* PROVIDED DATA *
= = =
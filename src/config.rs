//! Configuration types for media-fetch

use crate::error::{Error, Result};
use crate::types::{MediaKind, Phase};
use serde::{Deserialize, Serialize};
use std::{net::SocketAddr, path::PathBuf, time::Duration};
use utoipa::ToSchema;

/// Main configuration for [`MediaFetcher`](crate::MediaFetcher)
///
/// Fields are organized into logical sub-configs:
/// - [`download`](DownloadConfig) — artifact directory and request defaults
/// - [`tools`](ToolsConfig) — ffmpeg/ffprobe/yt-dlp locations and timeouts
/// - [`progress`](ProgressConfig) — store TTL, poll interval, extraction cache TTL
/// - [`phases`](PhaseConfig) — percentage bands per media kind
/// - [`persistence`](PersistenceConfig) — history database
/// - [`server`](ServerIntegrationConfig) — REST API
#[derive(Clone, Debug, Default, Serialize, Deserialize, ToSchema)]
pub struct Config {
    /// Artifact directory and request defaults
    #[serde(default)]
    pub download: DownloadConfig,

    /// External tool locations
    #[serde(default)]
    pub tools: ToolsConfig,

    /// Progress tracking intervals and TTLs
    #[serde(default)]
    pub progress: ProgressConfig,

    /// Phase percentage bands
    #[serde(default)]
    pub phases: PhaseConfig,

    /// History database
    #[serde(default)]
    pub persistence: PersistenceConfig,

    /// Extraction strategy endpoints
    #[serde(default)]
    pub extraction: ExtractionConfig,

    /// API and external server integration
    #[serde(default)]
    pub server: ServerIntegrationConfig,
}

impl Config {
    /// Artifact directory
    pub fn download_dir(&self) -> &PathBuf {
        &self.download.download_dir
    }

    /// Check the configuration for values the pipeline cannot work with
    pub fn validate(&self) -> Result<()> {
        if self.download.download_dir.as_os_str().is_empty() {
            return Err(Error::Config {
                message: "download directory must not be empty".into(),
                key: Some("download.download_dir".into()),
            });
        }

        if self.download.max_batch_size == 0 {
            return Err(Error::Config {
                message: "max_batch_size must be at least 1".into(),
                key: Some("download.max_batch_size".into()),
            });
        }

        if self.progress.poll_interval.is_zero() {
            return Err(Error::Config {
                message: "poll interval must be greater than zero".into(),
                key: Some("progress.poll_interval_ms".into()),
            });
        }

        for (name, bands) in [
            ("video_audio", &self.phases.video_audio),
            ("audio_only", &self.phases.audio_only),
            ("single_stream", &self.phases.single_stream),
            ("slideshow", &self.phases.slideshow),
        ] {
            bands.validate().map_err(|message| Error::Config {
                message,
                key: Some(format!("phases.{name}")),
            })?;
        }

        Ok(())
    }
}

/// Artifact directory and request defaults
#[derive(Clone, Debug, Serialize, Deserialize, ToSchema)]
pub struct DownloadConfig {
    /// Directory shared by all jobs for artifacts (default: "./downloads")
    #[serde(default = "default_download_dir")]
    pub download_dir: PathBuf,

    /// Format used when a request does not name one (default: "mp4")
    #[serde(default = "default_format")]
    pub default_format: String,

    /// Quality used when a request does not name one (default: "720p")
    #[serde(default = "default_quality")]
    pub default_quality: String,

    /// Largest accepted batch (default: 50)
    #[serde(default = "default_max_batch_size")]
    pub max_batch_size: usize,

    /// History rows kept per user; older rows are trimmed (default: 50)
    #[serde(default = "default_history_keep")]
    pub history_keep: u32,
}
= = =
* EXERCISE REQUIREMENTS *
Within the material above, extract exactly the lines that start at the line containing "be at least" and stop after the line containing "for (name, bands)", and only those.

* OUTPUT *
                message: "max_batch_size must be at least 1".into(),
                key: Some("download.max_batch_size".into()),
            });
        }

        if self.progress.poll_interval.is_zero() {
            return Err(Error::Config {
                message: "poll interval must be greater than zero".into(),
                key: Some("progress.poll_interval_ms".into()),
            });
        }

        for (name, bands) in [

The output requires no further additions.